“Over the past several days, I’ve been scouring a dozen years’ worth of big health insurers’ financial disclosures, and I’ve discovered some trends that go a long way toward explaining why most of us are paying much more for coverage that is far less useful and protective than it used to be,” Wendell Potter writes over at his Substack. “I chose 12 years because I wanted to see how the six biggest for-profit insurers have fared since the Affordable Care Act was signed into law on March 23, 2010. A lot more of us have health insurance because of that law (although, infuriatingly, more and more of us are becoming ‘functionally uninsured,’ as I’ll explain below), but it also set the stage for massive changes in the health insurance business.
“Here’s what I found:
“Those six companies –- Anthem, Centene, Cigna, CVS/Aetna, Humana, and UnitedHealth -– are massively bigger today than they were 12 years ago as a result of numerous mergers and acquisitions and a new love interest: the government. In 2010, the companies took in a combined total of $245.2 billion dollars in revenue. Last year, that number had more than quadrupled to $1.1 trillion.
“The three biggest -– United, CVS/Aetna and Cigna -– are five times bigger now than in 2010 in terms of revenue. Back then, their combined revenues totalled $149.5 billion.

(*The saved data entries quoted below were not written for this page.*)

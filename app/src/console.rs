//! Line-oriented terminal front end.

use std::io::{self, Write};

use states_core::ScreenEffect;
use tokio::io::{AsyncBufRead, AsyncBufReadExt};
use tokio::sync::mpsc::UnboundedSender;
use tracing::warn;

use crate::controller::{ScreenEvent, View};

/// What a line typed at the prompt means.
#[derive(Debug, Clone, PartialEq, Eq)]
pub enum Command {
    /// Zero-based index into the visible rows.
    Select(usize),
    /// Typed after `/`; a bare `/` clears the filter.
    Filter(String),
    Acknowledge,
    /// Leave the screen and come back, which fetches again.
    Reload,
    Quit,
}

impl Command {
    pub fn events(&self) -> Vec<ScreenEvent> {
        match self {
            Command::Select(index) => vec![ScreenEvent::Select(*index)],
            Command::Filter(text) => vec![ScreenEvent::Filter(text.clone())],
            Command::Acknowledge => vec![ScreenEvent::AcknowledgeDialog],
            Command::Reload => vec![ScreenEvent::Deactivate, ScreenEvent::Activate],
            Command::Quit => vec![ScreenEvent::Quit],
        }
    }
}

/// Rows are numbered from 1 on screen.
pub fn parse_command(line: &str) -> Option<Command> {
    let line = line.trim();
    if let Some(text) = line.strip_prefix('/') {
        return Some(Command::Filter(text.trim().to_string()));
    }
    match line.to_ascii_lowercase().as_str() {
        "" | "ok" => Some(Command::Acknowledge),
        "r" | "reload" => Some(Command::Reload),
        "q" | "quit" => Some(Command::Quit),
        other => other
            .parse::<usize>()
            .ok()
            .and_then(|n| n.checked_sub(1))
            .map(Command::Select),
    }
}

/// Read commands from `input` and forward them as events.
///
/// Stops after a quit command or at end of input, which also counts as quit.
pub async fn forward_input<R>(input: R, events: UnboundedSender<ScreenEvent>) -> io::Result<()>
where
    R: AsyncBufRead + Unpin,
{
    let mut lines = input.lines();
    while let Some(line) = lines.next_line().await? {
        let Some(command) = parse_command(&line) else {
            warn!(input = %line.trim(), "unrecognised command");
            continue;
        };
        for event in command.events() {
            if events.send(event).is_err() {
                return Ok(());
            }
        }
        if command == Command::Quit {
            return Ok(());
        }
    }
    let _ = events.send(ScreenEvent::Quit);
    Ok(())
}

/// Writes effects as plain text.
pub struct ConsoleView<W> {
    out: W,
}

impl<W: Write> ConsoleView<W> {
    pub fn new(out: W) -> Self {
        Self { out }
    }

    pub fn get_ref(&self) -> &W {
        &self.out
    }

    pub fn into_inner(self) -> W {
        self.out
    }
}

impl<W: Write> View for ConsoleView<W> {
    fn apply(&mut self, effect: &ScreenEffect) -> io::Result<()> {
        match effect {
            ScreenEffect::ShowBusy { title, message } => {
                writeln!(self.out, "[{title}] {message}")?;
            }
            ScreenEffect::ReplaceItems(items) => {
                if items.is_empty() {
                    writeln!(self.out, "(empty)")?;
                }
                for (n, item) in items.iter().enumerate() {
                    writeln!(self.out, "{:>3}. {item}", n + 1)?;
                }
            }
            ScreenEffect::ShowErrorDialog(dialog) => {
                let width = dialog.title.chars().count().max(dialog.message.chars().count());
                let rule = "-".repeat(width + 2);
                writeln!(self.out, "+{rule}+")?;
                writeln!(self.out, "| {:<width$} |", dialog.title)?;
                writeln!(self.out, "+{rule}+")?;
                writeln!(self.out, "| {:<width$} |", dialog.message)?;
                writeln!(self.out, "+{rule}+")?;
                writeln!(self.out, "[ {} ] (press Enter)", dialog.button)?;
            }
            ScreenEffect::ShowNotification(notification) => {
                writeln!(self.out, ">> {}", notification.text)?;
            }
            ScreenEffect::HideBusy
            | ScreenEffect::DismissErrorDialog
            | ScreenEffect::StartFetch(_) => {}
        }
        self.out.flush()
    }
}
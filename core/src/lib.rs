//! Client core for the states list screen.
//!
//! # Overview
//! Builds the single `GET` request the screen needs, parses its response into
//! display rows, and models the list screen as a state machine that returns
//! effects instead of drawing. Nothing here opens a socket: HTTP goes through
//! the `Transport` trait and rendering is left to whoever consumes
//! `ScreenEffect`s.
//!
//! # Design
//! - `StatesClient` is stateless and holds only the endpoint URL.
//! - `FetchTask` runs build → execute → parse once and reports a two-valued
//!   `FetchOutcome`; the concrete cause is logged, not returned.
//! - `ListScreen` tags each activation with a `FetchTicket` so that results
//!   from superseded activations are ignored.

pub mod charset;
pub mod client;
pub mod error;
pub mod http;
pub mod labels;
pub mod screen;
pub mod task;
pub mod transport;
pub mod types;

pub use charset::decode_latin1;
pub use client::StatesClient;
pub use error::FetchError;
pub use http::{HttpMethod, HttpRequest, HttpResponse};
pub use labels::Labels;
pub use screen::{ErrorDialog, ListScreen, Notification, ScreenEffect, ScreenState};
pub use task::{FetchTask, FetchTicket};
pub use transport::Transport;
pub use types::{FetchOutcome, RemoteState};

Last year: $753.8 billion. (Note: I used Aetna’s 2010 earnings report for this comparison. It merged with CVS at the end of 2017.) Two of those companies -– United and CVS/Aetna -– have grown so fast they have leapfrogged into the top five of the Fortune 500 of America’s biggest companies. Only Walmart, Amazon and Apple took in more money last year than those two companies. (Cigna, the third largest in terms of revenue and my former employer, is now the 13th largest on the Fortune list.)
“The big six insurers’ profits have soared along with their revenues. Last year they made $60.7 billion in profits collectively, compared to $16.9 billion in 2010.” Wendell Potter, A decade-long look at how Big Insurance profiteers American taxpayers and the sick, Substack.